Big Data Business Model Maturity Index

We’re living in the era where big data has achieved its rightful ubiquity as the most prominent technology trend in the post 2010s era, it is only natural to see the large platforms introduce their own models for the maturity index of this technology paradigm. Big data has crossed over from being a fringe technology for the mere insights into customer and stakeholder analytics, into a phenomenon that can easily be transformed into monetization and tangible outcome models. In fact, according to McKinsey, the largest trends are in moving away from mere descriptive analytics, where the past records and performance of the data and business were highlighted, to a more prescriptive model, where predictive analytics play a major role. In fact, according to the latest models developed by some of the world’s largest data analytics corporations, the key highlights of the business index maturity model in big data point to the following, expressed in the diagram below:

Business Model Maturity Index

In the aforementioned, as per Dell EMC, the first stages of the BMMI start with business monitoring where customer product and operational data are gathered to form more prospective and prescriptive reports among the line of what has actually happened.
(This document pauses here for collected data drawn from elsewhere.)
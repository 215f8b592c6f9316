//! Common shape of records stored in a work queue.

use crate::{RunState, Time};
use serde::de::DeserializeOwned;
use serde::Serialize;
use serde_json::Value;

/// Field names shared by every queue record.
pub mod fields {
    /// Store-assigned id.
    pub const ID: &str = "id";
    /// Current [`RunState`](crate::RunState), stored as its ordinal.
    pub const STATE: &str = "state";
    /// When the record is next due, stored as epoch milliseconds.
    pub const DUE_AT: &str = "due_at";
    /// When work started.
    pub const STARTED_AT: &str = "started_at";
    /// When the record reached a terminal state.
    pub const ENDED_AT: &str = "ended_at";
}

/// A record that can live in a `Queue`.
///
/// Records are plain serde structs; the queue reads and writes the common
/// fields through this trait and through [`fields`] in store patches.
pub trait QueueRecord: Serialize + DeserializeOwned + Clone + Send + Sync + 'static {
    /// Store-assigned id (empty before insertion).
    fn id(&self) -> &str;

    /// Replace the id.
    fn set_id(&mut self, id: String);

    /// Current run state.
    fn state(&self) -> RunState;

    /// Set the run state.
    fn set_state(&mut self, state: RunState);

    /// When the record is next due, if scheduled.
    fn due_at(&self) -> Option<Time>;

    /// Set the due time.
    fn set_due_at(&mut self, due_at: Time);

    /// Record the start of work.
    fn set_started_at(&mut self, started_at: Time);
}

/// Encode a due time the way it is persisted.
pub fn due_value(due_at: Time) -> Value {
    Value::from(due_at.timestamp_millis())
}

/// Encode a state the way it is persisted.
pub fn state_value(state: RunState) -> Value {
    Value::from(state.ordinal())
}

/// Encode a plain timestamp the way it is persisted.
pub fn time_value(time: Time) -> Value {
    Value::String(time.to_rfc3339_opts(chrono::SecondsFormat::Millis, true))
}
In the second stage, the data becomes more prescriptive in nature, gleaning out the key business insights that have been derived and also providing a wider scope on which data science in itself can be applied to customer and product data to derive more actionable insights and ultimately help in coercing the business outcomes.

In the third stage, the business analytics, and visualization thus gathered, is actually modelled as per the customer and user behavior to gain a greater sense of understanding on how to monetize the data to gain adequate actionables and identify new revenue opportunities for the data to be monetized and drive greater value for the business as a whole.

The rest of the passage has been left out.